_Work order_
Throughout the records below, find each line holding "await" and copy it.

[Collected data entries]
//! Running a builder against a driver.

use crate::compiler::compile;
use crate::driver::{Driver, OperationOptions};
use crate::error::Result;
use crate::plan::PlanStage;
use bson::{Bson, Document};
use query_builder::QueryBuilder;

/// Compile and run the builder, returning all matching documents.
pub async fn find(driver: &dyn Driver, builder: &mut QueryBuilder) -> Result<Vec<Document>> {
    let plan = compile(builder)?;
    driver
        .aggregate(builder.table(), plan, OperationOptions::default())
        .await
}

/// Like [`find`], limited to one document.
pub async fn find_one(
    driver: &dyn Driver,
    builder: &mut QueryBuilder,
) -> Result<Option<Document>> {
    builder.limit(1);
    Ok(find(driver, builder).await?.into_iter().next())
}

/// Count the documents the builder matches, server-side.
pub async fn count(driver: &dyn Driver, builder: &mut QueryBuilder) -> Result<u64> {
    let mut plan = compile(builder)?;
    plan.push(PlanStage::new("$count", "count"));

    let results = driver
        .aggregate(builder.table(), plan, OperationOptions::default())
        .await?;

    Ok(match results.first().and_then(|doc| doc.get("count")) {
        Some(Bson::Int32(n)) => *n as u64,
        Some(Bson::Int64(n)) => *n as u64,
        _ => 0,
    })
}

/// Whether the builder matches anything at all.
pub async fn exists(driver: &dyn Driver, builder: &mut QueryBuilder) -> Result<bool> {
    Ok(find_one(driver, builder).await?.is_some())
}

_Exercise answer_
        .await
    Ok(find(driver, builder).await?.into_iter().next())
        .await?;
    Ok(find_one(driver, builder).await?.is_some())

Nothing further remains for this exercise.